*** Begin section ***

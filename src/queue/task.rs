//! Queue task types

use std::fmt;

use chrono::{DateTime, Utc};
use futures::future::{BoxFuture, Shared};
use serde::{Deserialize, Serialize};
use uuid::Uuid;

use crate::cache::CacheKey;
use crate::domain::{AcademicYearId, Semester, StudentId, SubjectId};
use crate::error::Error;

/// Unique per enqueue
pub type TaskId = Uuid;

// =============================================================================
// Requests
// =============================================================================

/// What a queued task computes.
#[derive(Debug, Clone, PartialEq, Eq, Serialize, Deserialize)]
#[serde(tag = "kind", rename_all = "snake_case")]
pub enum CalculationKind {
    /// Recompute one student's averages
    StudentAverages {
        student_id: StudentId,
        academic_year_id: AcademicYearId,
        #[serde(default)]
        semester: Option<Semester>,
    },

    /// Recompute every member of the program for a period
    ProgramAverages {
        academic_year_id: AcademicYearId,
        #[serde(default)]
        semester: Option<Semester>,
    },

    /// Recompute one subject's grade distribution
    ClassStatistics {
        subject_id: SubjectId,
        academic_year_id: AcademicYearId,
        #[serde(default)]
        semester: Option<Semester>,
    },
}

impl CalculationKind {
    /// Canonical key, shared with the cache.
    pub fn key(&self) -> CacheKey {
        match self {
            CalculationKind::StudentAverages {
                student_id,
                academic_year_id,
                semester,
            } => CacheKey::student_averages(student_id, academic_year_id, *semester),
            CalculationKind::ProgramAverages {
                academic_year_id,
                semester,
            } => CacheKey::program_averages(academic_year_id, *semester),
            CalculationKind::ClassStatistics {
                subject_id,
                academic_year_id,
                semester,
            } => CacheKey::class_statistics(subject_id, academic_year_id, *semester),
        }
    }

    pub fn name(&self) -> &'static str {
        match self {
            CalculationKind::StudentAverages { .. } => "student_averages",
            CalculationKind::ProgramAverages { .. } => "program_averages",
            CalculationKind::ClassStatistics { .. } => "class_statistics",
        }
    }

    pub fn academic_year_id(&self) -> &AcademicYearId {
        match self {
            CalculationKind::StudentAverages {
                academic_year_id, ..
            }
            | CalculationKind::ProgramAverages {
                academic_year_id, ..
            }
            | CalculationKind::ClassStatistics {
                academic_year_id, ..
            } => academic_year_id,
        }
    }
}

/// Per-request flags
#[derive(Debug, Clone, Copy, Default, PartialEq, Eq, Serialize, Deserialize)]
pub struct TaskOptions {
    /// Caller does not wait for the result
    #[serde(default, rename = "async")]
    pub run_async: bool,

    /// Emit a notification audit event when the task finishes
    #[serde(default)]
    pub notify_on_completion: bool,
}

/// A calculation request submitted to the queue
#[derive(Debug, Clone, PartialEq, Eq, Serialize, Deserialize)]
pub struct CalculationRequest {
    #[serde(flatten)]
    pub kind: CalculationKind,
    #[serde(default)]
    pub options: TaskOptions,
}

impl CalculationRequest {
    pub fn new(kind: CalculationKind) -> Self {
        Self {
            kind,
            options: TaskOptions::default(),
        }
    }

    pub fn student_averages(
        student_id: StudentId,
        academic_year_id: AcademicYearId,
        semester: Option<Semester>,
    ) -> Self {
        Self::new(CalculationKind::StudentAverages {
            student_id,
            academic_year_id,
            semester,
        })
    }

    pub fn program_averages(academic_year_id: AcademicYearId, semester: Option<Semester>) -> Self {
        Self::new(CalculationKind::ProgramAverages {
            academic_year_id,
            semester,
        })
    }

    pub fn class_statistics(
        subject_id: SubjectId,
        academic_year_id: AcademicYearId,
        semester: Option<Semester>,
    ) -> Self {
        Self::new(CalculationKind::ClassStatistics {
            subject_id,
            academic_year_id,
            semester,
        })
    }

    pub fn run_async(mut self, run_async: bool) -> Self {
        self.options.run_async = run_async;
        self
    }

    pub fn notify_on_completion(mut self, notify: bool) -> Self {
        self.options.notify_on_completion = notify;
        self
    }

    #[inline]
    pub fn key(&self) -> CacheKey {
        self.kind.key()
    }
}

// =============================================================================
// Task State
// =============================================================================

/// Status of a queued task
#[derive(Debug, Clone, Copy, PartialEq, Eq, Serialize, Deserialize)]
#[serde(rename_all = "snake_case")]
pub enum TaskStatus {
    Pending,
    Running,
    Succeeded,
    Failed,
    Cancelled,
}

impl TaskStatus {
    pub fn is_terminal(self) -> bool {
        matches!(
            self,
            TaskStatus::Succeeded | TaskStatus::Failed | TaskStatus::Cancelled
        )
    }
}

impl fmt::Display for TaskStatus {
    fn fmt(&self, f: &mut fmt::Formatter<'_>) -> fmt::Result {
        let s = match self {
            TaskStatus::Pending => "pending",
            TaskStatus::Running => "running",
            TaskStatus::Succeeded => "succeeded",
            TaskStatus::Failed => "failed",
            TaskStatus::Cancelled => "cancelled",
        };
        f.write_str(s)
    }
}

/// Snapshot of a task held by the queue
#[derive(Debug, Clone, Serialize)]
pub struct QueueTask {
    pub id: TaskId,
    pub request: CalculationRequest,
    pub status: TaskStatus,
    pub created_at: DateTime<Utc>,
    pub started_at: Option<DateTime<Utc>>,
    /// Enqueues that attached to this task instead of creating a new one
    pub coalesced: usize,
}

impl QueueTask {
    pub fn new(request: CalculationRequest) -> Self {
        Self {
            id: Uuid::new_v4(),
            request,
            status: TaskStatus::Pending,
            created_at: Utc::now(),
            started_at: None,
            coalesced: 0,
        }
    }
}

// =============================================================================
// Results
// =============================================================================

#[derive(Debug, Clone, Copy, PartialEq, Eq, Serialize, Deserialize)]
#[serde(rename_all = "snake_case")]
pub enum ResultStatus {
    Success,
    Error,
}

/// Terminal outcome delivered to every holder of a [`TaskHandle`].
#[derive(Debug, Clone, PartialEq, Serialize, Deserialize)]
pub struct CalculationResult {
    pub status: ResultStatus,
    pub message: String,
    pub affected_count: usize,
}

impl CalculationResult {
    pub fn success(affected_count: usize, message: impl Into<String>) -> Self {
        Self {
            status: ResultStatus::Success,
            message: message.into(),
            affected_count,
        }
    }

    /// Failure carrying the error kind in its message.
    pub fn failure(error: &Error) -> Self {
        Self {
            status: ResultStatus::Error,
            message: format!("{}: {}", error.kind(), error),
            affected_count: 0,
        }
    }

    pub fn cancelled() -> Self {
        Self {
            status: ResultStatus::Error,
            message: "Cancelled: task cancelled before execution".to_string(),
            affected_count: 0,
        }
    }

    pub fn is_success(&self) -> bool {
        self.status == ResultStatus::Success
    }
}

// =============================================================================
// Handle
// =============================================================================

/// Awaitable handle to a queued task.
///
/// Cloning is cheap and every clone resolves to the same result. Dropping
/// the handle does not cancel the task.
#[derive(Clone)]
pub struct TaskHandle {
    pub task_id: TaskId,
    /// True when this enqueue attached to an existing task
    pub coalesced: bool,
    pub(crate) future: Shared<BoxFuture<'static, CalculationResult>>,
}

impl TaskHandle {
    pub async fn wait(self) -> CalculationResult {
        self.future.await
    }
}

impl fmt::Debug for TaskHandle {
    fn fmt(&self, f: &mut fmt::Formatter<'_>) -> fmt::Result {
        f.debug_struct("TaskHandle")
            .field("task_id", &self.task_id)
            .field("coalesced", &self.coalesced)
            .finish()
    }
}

*** End section ***

Write out the material exactly as given.

* **Task response**:
filename src/queue/task.rs
//! Queue task types

use std::fmt;

use chrono::{DateTime, Utc};
use futures::future::{BoxFuture, Shared};
use serde::{Deserialize, Serialize};
use uuid::Uuid;

use crate::cache::CacheKey;
use crate::domain::{AcademicYearId, Semester, StudentId, SubjectId};
use crate::error::Error;

/// Unique per enqueue
pub type TaskId = Uuid;

// =============================================================================
// Requests
// =============================================================================

/// What a queued task computes.
#[derive(Debug, Clone, PartialEq, Eq, Serialize, Deserialize)]
#[serde(tag = "kind", rename_all = "snake_case")]
pub enum CalculationKind {
    /// Recompute one student's averages
    StudentAverages {
        student_id: StudentId,
        academic_year_id: AcademicYearId,
        #[serde(default)]
        semester: Option<Semester>,
    },

    /// Recompute every member of the program for a period
    ProgramAverages {
        academic_year_id: AcademicYearId,
        #[serde(default)]
        semester: Option<Semester>,
    },

    /// Recompute one subject's grade distribution
    ClassStatistics {
        subject_id: SubjectId,
        academic_year_id: AcademicYearId,
        #[serde(default)]
        semester: Option<Semester>,
    },
}

impl CalculationKind {
    /// Canonical key, shared with the cache.
    pub fn key(&self) -> CacheKey {
        match self {
            CalculationKind::StudentAverages {
                student_id,
                academic_year_id,
                semester,
            } => CacheKey::student_averages(student_id, academic_year_id, *semester),
            CalculationKind::ProgramAverages {
                academic_year_id,
                semester,
            } => CacheKey::program_averages(academic_year_id, *semester),
            CalculationKind::ClassStatistics {
                subject_id,
                academic_year_id,
                semester,
            } => CacheKey::class_statistics(subject_id, academic_year_id, *semester),
        }
    }

    pub fn name(&self) -> &'static str {
        match self {
            CalculationKind::StudentAverages { .. } => "student_averages",
            CalculationKind::ProgramAverages { .. } => "program_averages",
            CalculationKind::ClassStatistics { .. } => "class_statistics",
        }
    }

    pub fn academic_year_id(&self) -> &AcademicYearId {
        match self {
            CalculationKind::StudentAverages {
                academic_year_id, ..
            }
            | CalculationKind::ProgramAverages {
                academic_year_id, ..
            }
            | CalculationKind::ClassStatistics {
                academic_year_id, ..
            } => academic_year_id,
        }
    }
}

/// Per-request flags
#[derive(Debug, Clone, Copy, Default, PartialEq, Eq, Serialize, Deserialize)]
pub struct TaskOptions {
    /// Caller does not wait for the result
    #[serde(default, rename = "async")]
    pub run_async: bool,

    /// Emit a notification audit event when the task finishes
    #[serde(default)]
    pub notify_on_completion: bool,
}

/// A calculation request submitted to the queue
#[derive(Debug, Clone, PartialEq, Eq, Serialize, Deserialize)]
pub struct CalculationRequest {
    #[serde(flatten)]
    pub kind: CalculationKind,
    #[serde(default)]
    pub options: TaskOptions,
}

impl CalculationRequest {
    pub fn new(kind: CalculationKind) -> Self {
        Self {
            kind,
            options: TaskOptions::default(),
        }
    }

    pub fn student_averages(
        student_id: StudentId,
        academic_year_id: AcademicYearId,
        semester: Option<Semester>,
    ) -> Self {
        Self::new(CalculationKind::StudentAverages {
            student_id,
            academic_year_id,
            semester,
        })
    }

    pub fn program_averages(academic_year_id: AcademicYearId, semester: Option<Semester>) -> Self {
        Self::new(CalculationKind::ProgramAverages {
            academic_year_id,
            semester,
        })
    }

    pub fn class_statistics(
        subject_id: SubjectId,
        academic_year_id: AcademicYearId,
        semester: Option<Semester>,
    ) -> Self {
        Self::new(CalculationKind::ClassStatistics {
            subject_id,
            academic_year_id,
            semester,
        })
    }

    pub fn run_async(mut self, run_async: bool) -> Self {
        self.options.run_async = run_async;
        self
    }

    pub fn notify_on_completion(mut self, notify: bool) -> Self {
        self.options.notify_on_completion = notify;
        self
    }

    #[inline]
    pub fn key(&self) -> CacheKey {
        self.kind.key()
    }
}

// =============================================================================
// Task State
// =============================================================================

/// Status of a queued task
#[derive(Debug, Clone, Copy, PartialEq, Eq, Serialize, Deserialize)]
#[serde(rename_all = "snake_case")]
pub enum TaskStatus {
    Pending,
    Running,
    Succeeded,
    Failed,
    Cancelled,
}

impl TaskStatus {
    pub fn is_terminal(self) -> bool {
        matches!(
            self,
            TaskStatus::Succeeded | TaskStatus::Failed | TaskStatus::Cancelled
        )
    }
}

impl fmt::Display for TaskStatus {
    fn fmt(&self, f: &mut fmt::Formatter<'_>) -> fmt::Result {
        let s = match self {
            TaskStatus::Pending => "pending",
            TaskStatus::Running => "running",
            TaskStatus::Succeeded => "succeeded",
            TaskStatus::Failed => "failed",
            TaskStatus::Cancelled => "cancelled",
        };
        f.write_str(s)
    }
}

/// Snapshot of a task held by the queue
#[derive(Debug, Clone, Serialize)]
pub struct QueueTask {
    pub id: TaskId,
    pub request: CalculationRequest,
    pub status: TaskStatus,
    pub created_at: DateTime<Utc>,
    pub started_at: Option<DateTime<Utc>>,
    /// Enqueues that attached to this task instead of creating a new one
    pub coalesced: usize,
}

impl QueueTask {
    pub fn new(request: CalculationRequest) -> Self {
        Self {
            id: Uuid::new_v4(),
            request,
            status: TaskStatus::Pending,
            created_at: Utc::now(),
            started_at: None,
            coalesced: 0,
        }
    }
}

// =============================================================================
// Results
// =============================================================================

#[derive(Debug, Clone, Copy, PartialEq, Eq, Serialize, Deserialize)]
#[serde(rename_all = "snake_case")]
pub enum ResultStatus {
    Success,
    Error,
}

/// Terminal outcome delivered to every holder of a [`TaskHandle`].
#[derive(Debug, Clone, PartialEq, Serialize, Deserialize)]
pub struct CalculationResult {
    pub status: ResultStatus,
    pub message: String,
    pub affected_count: usize,
}

impl CalculationResult {
    pub fn success(affected_count: usize, message: impl Into<String>) -> Self {
        Self {
            status: ResultStatus::Success,
            message: message.into(),
            affected_count,
        }
    }

    /// Failure carrying the error kind in its message.
    pub fn failure(error: &Error) -> Self {
        Self {
            status: ResultStatus::Error,
            message: format!("{}: {}", error.kind(), error),
            affected_count: 0,
        }
    }

    pub fn cancelled() -> Self {
        Self {
            status: ResultStatus::Error,
            message: "Cancelled: task cancelled before execution".to_string(),
            affected_count: 0,
        }
    }

    pub fn is_success(&self) -> bool {
        self.status == ResultStatus::Success
    }
}

// =============================================================================
// Handle
// =============================================================================

/// Awaitable handle to a queued task.
///
/// Cloning is cheap and every clone resolves to the same result. Dropping
/// the handle does not cancel the task.
#[derive(Clone)]
pub struct TaskHandle {
    pub task_id: TaskId,
    /// True when this enqueue attached to an existing task
    pub coalesced: bool,
    pub(crate) future: Shared<BoxFuture<'static, CalculationResult>>,
}

impl TaskHandle {
    pub async fn wait(self) -> CalculationResult {
        self.future.await
    }
}

impl fmt::Debug for TaskHandle {
    fn fmt(&self, f: &mut fmt::Formatter<'_>) -> fmt::Result {
        f.debug_struct("TaskHandle")
            .field("task_id", &self.task_id)
            .field("coalesced", &self.coalesced)
            .finish()
    }
}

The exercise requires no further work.